人間の脳には、何かに注目するとそこに「ロックオン」するという特徴がある。
注意をある一点に固定化してしまう。だから人間は、「時間」と「空間」を同時に注目することはなかなかできない。
たとえば、相手の服を見て、「だらしない恰好だ」と思ったとしても周囲の人がリラックスした恰好であれば、それはTPOに合わせた「ちょうどいい恰好」と言える。
「服」だけではなく、周りとの空間的な関係性まで観察してはじめて、的確な判断ができるのだ。

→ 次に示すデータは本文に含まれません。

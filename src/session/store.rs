//! Session store gateway
//!
//! The authentication core only ever reads a record by ID and writes back its
//! mutable fields. Whatever persists the records sits behind [`SessionStore`].

use crate::models::{SessionRecord, SessionUpdate};
use anyhow::Context;
use async_trait::async_trait;
use std::collections::HashMap;
use std::path::Path;
use thiserror::Error;
use tokio::sync::RwLock;

#[derive(Debug, Error)]
pub enum StoreError {
    /// The record disappeared between lookup and update
    #[error("session {0} no longer exists")]
    Missing(String),

    /// Transport or backend failure
    #[error("{0}")]
    Backend(String),
}

/// Lookup and update of session records by their public identifier
#[async_trait]
pub trait SessionStore: Send + Sync {
    /// Fetch a session record, `Ok(None)` when no record has this ID
    ///
    /// # Errors
    ///
    /// Returns an error if the backend cannot be reached or fails
    async fn get_session_by_id(&self, id: &str) -> Result<Option<SessionRecord>, StoreError>;

    /// Overwrite the mutable fields of an existing record
    ///
    /// # Errors
    ///
    /// Returns an error if the record does not exist or the backend fails
    async fn update_session_by_id(&self, id: &str, update: &SessionUpdate)
        -> Result<(), StoreError>;
}

/// In-memory session store
///
/// Concurrent updates to the same record are last-write-wins.
#[derive(Default)]
pub struct MemorySessionStore {
    sessions: RwLock<HashMap<String, SessionRecord>>,
}

impl MemorySessionStore {
    #[must_use]
    pub fn new() -> Self {
        Self::default()
    }

    /// Insert or replace a record
    pub async fn insert(&self, record: SessionRecord) {
        self.sessions
            .write()
            .await
            .insert(record.id.clone(), record);
    }

    /// Current copy of a record
    pub async fn get(&self, id: &str) -> Option<SessionRecord> {
        self.sessions.read().await.get(id).cloned()
    }

    pub async fn len(&self) -> usize {
        self.sessions.read().await.len()
    }

    pub async fn is_empty(&self) -> bool {
        self.sessions.read().await.is_empty()
    }

    /// Build a store seeded from a JSON array of session records
    ///
    /// # Errors
    ///
    /// Returns an error if the file cannot be read or does not contain a JSON
    /// array of session records
    pub async fn load_json_file(path: &Path) -> anyhow::Result<Self> {
        let contents = tokio::fs::read_to_string(path)
            .await
            .with_context(|| format!("Failed to read session seed file {}", path.display()))?;
        let records: Vec<SessionRecord> = serde_json::from_str(&contents)
            .with_context(|| format!("Failed to parse session seed file {}", path.display()))?;

        let store = Self::new();
        for record in records {
            store.insert(record).await;
        }
        log::info!(
            "✓ Loaded {} session(s) from {}",
            store.len().await,
            path.display()
        );
        Ok(store)
    }
}

#[async_trait]
impl SessionStore for MemorySessionStore {
    async fn get_session_by_id(&self, id: &str) -> Result<Option<SessionRecord>, StoreError> {
        Ok(self.get(id).await)
    }

    async fn update_session_by_id(
        &self,
        id: &str,
        update: &SessionUpdate,
    ) -> Result<(), StoreError> {
        let mut sessions = self.sessions.write().await;
        let record = sessions
            .get_mut(id)
            .ok_or_else(|| StoreError::Missing(id.to_string()))?;
        record.apply(update);
        Ok(())
    }
}
pub mod crypto;
pub mod responses;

しかし、その人のだらしなさが、いつも気になっていると、周りの情報が目に入らず、「やっぱりだらしない人だ」と今までの認知を強化する観察をしてしまう。
「観察力の鍛え方」より
佐渡島庸平さんのこの言葉を読んだとき、
僕はグラウンドの風景を思い出した。
試合中、ボールだけを追い続ける選手。
ミスをした瞬間だけを切り取って評価する大人。
「やっぱりあの子は〇〇だ」と、納得したようにうなずく視線。
私たちは本当に、サッカーを“観て”いるのだろうか。
それとも、見たいものだけを“確認”しているのだろうか。
サッカーは「一点」を見る競技ではない
サッカーは、ボールが中心にあるスポーツだ。
だからどうしても、目はそこに引き寄せられる。
ドリブルを失敗した。
パスをミスした。
シュートを外した。
その一瞬だけを切り取れば、「良くないプレー」に見えるかもしれない。
でも、佐渡島さんが言うように、人は一度ロックオンすると、
時間や空間を同時に捉えることが難しくなる。
そのプレーの前に、どんな準備があったのか。
その選択に至るまで、何を見て、何を感じていたのか。
そこまで観て、はじめて、サッカーは立体的に見えてくる。
「やっぱり〇〇な選手だ」という罠
「やっぱり、あの子は判断が遅い」
「ほら、また同じミスをした」
こうした言葉は、観察の結果のようでいて、
実は“過去の認知を強化しているだけ”かもしれない。
佐渡島さんはこう指摘している。
人は、気になっている特徴があると、
周囲の情報が目に入らなくなり、
自分の認知を補強する観察をしてしまう、と。
これは、育成年代のサッカーで、とても起こりやすい。
一度貼られたラベルは、簡単には剥がれない。
そして、選手自身も、そのラベルを“自分”だと思い始めてしまう。
指導者の「観る力」が、選手の未来を決める
指導者の仕事は、教えること以上に、「どう観るか」にあると思う。
ミスを観るのか。
挑戦を観るのか。
結果を観るのか。
プロセスを観るのか。
どこにロックオンするかで、選手に伝わるメッセージは、まったく変わってしまう。
もし指導者が、「失敗」にだけ注目していれば、選手は挑戦しなくなる。
もし「今」だけを観て、「時間の流れ」を観なければ、成長は見えなくなる。
サッカー選手にも必要な「観察力」
この話は、指導者だけのものではない。
サッカー選手自身にも、観察力は必要だ。
相手の動き。
味方の立ち位置。
スペースの変化。
試合の流れ。
そして、もうひとつ大切なのは、自分自身をどう観ているかということだ。
一度の失敗で、「自分はダメだ」とロックオンしていないか。
周囲の評価だけを見て、自分の成長を見失っていないか。
自分を見る目もまた、偏りやすい。
観察とは、判断を急がないこと
本当の観察力とは、「すぐに結論を出さない力」なのかもしれない。
だらしない服装に見えても、空間全体を見れば、それが「ちょうどいい」こともある。
同じように、ミスに見えるプレーも、文脈を見れば、価値ある挑戦かもしれない。
判断を保留する勇気。
もう一度見る姿勢。
時間と空間を行き来する視点。
それが、サッカーを深くする。
サッカーは「観方」で変わる
サッカーは、プレーする人だけでなく、観る人によっても、その価値が変わるスポーツだ。
どう観るか。
何に注目するか。
何を大切だと感じるか。
それは、サッカー観そのものだ。
そしてそのサッカー観は、選手の人生観にも、静かに影響していく。
私たちは、見えているものを、そのまま見ているつもりでいる。
でも実際には、見たいものだけを見て、わかった気になっていることが多い。
だからこそ、自分のロックオンに、一度、疑問を持ってみたい。
本当に観るべきものは、そこだけだろうか。
サッカー選手にも、指導者にも、必要なのは、技術よりも、戦術よりも、「観る力」なのかもしれない。
時間と空間を行き来しながら、人を、プレーを、成長を観る。
そのまなざしがある限り、サッカーは、ただの競技ではなく、人を育てる場であり続ける。